EXTRACTED INFORMATION
*** Block opens ***

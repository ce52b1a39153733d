// Copyright 2025-Present Datadog, Inc. https://www.datadoghq.com/
// SPDX-License-Identifier: Apache-2.0

//! Log record representation and enrichment.
//!
//! A record is an ordered mapping of field name to JSON value. Before a
//! record is queued it is enriched exactly once with a timestamp, application
//! metadata and a folded geo location. Enrichment is idempotent and never
//! overrides caller-supplied fields.

use crate::platform::MetadataProvider;
use chrono::Utc;
use serde_json::{Map, Value};
use std::sync::{Arc, OnceLock};
use tracing::warn;

/// One structured log or event entry destined for the remote sink.
pub type Record = Map<String, Value>;

/// Constant OS-type tag stamped into record metadata.
pub const OS_TYPE: &str = std::env::consts::OS;

/// Sentinel version name used when the metadata lookup fails.
const VERSION_NAME_UNKNOWN: &str = "n/a";

/// Sentinel version code used when the metadata lookup fails.
const VERSION_CODE_UNKNOWN: i64 = -1;

/// Returns the current instant as ISO-8601 with millisecond precision and
/// UTC designator, e.g. `2025-08-29T10:12:42.123Z`.
pub fn iso8601_now() -> String {
    Utc::now().format("%Y-%m-%dT%H:%M:%S%.3fZ").to_string()
}

/// Enriches raw records into the canonical wire shape.
///
/// Version name and code lookups are performed at most once per agent
/// instance; a failed lookup is cached as a sentinel so the host is not
/// queried repeatedly.
pub struct RecordEnricher {
    metadata: Arc<dyn MetadataProvider>,
    install_id: String,
    default_meta: Option<Record>,
    version_name: OnceLock<String>,
    version_code: OnceLock<i64>,
}

impl RecordEnricher {
    pub fn new(
        metadata: Arc<dyn MetadataProvider>,
        install_id: String,
        default_meta: Option<Record>,
    ) -> Self {
        Self {
            metadata,
            install_id,
            default_meta,
            version_name: OnceLock::new(),
            version_code: OnceLock::new(),
        }
    }

    /// Normalizes `record` in place. Applying this twice produces the same
    /// result as once: `@timestamp` and `meta` are only set when absent
    /// (caller-supplied values win), and `lat`/`lon` are folded into `geo`
    /// atomically so they never coexist with it.
    pub fn enrich(&self, record: &mut Record) {
        if !record.contains_key("@timestamp") {
            record.insert("@timestamp".to_string(), Value::String(iso8601_now()));
        }

        // if the caller has supplied a value for this field, we don't touch it
        if !record.contains_key("meta") {
            let mut meta = Record::new();
            meta.insert(
                "versionName".to_string(),
                Value::String(self.version_name().to_string()),
            );
            meta.insert("versionCode".to_string(), Value::from(self.version_code()));
            meta.insert(
                "osRelease".to_string(),
                Value::String(self.metadata.os_release()),
            );
            meta.insert("osType".to_string(), Value::String(OS_TYPE.to_string()));
            meta.insert(
                "uuid".to_string(),
                Value::String(self.install_id.clone()),
            );
            if let Some(defaults) = &self.default_meta {
                for (key, value) in defaults {
                    meta.insert(key.clone(), value.clone());
                }
            }
            record.insert("meta".to_string(), Value::Object(meta));
        }

        self.fold_geo(record);
    }

    /// Replaces `lat`/`lon` with a single `geo.location` field formatted as
    /// two-decimal "lat,lon". Non-numeric coordinates are a caller contract
    /// violation; the record is left untouched rather than corrupted.
    fn fold_geo(&self, record: &mut Record) {
        if !(record.contains_key("lat") && record.contains_key("lon")) {
            return;
        }
        let lat = record.get("lat").and_then(Value::as_f64);
        let lon = record.get("lon").and_then(Value::as_f64);
        match (lat, lon) {
            (Some(lat), Some(lon)) => {
                record.remove("lat");
                record.remove("lon");
                let mut geo = Record::new();
                geo.insert(
                    "location".to_string(),
                    Value::String(format!("{lat:.2},{lon:.2}")),
                );
                record.insert("geo".to_string(), Value::Object(geo));
            }
            _ => warn!("Non-numeric lat/lon on record, skipping geo folding"),
        }
    }

    fn version_name(&self) -> &str {
        self.version_name.get_or_init(|| {
            self.metadata.version_name().unwrap_or_else(|| {
                // remember the failure so we don't try again
                warn!("Application version name unavailable");
                VERSION_NAME_UNKNOWN.to_string()
            })
        })
    }

    fn version_code(&self) -> i64 {
        *self.version_code.get_or_init(|| {
            self.metadata.version_code().unwrap_or_else(|| {
                warn!("Application version code unavailable");
                VERSION_CODE_UNKNOWN
            })
        })
    }
}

*** Block closes ***

EXERCISE AIM
Every line of the listing that includes the word "MetadataProvider" belongs in the answer.

ANSWER AREA
use crate::platform::MetadataProvider;
    metadata: Arc<dyn MetadataProvider>,
        metadata: Arc<dyn MetadataProvider>,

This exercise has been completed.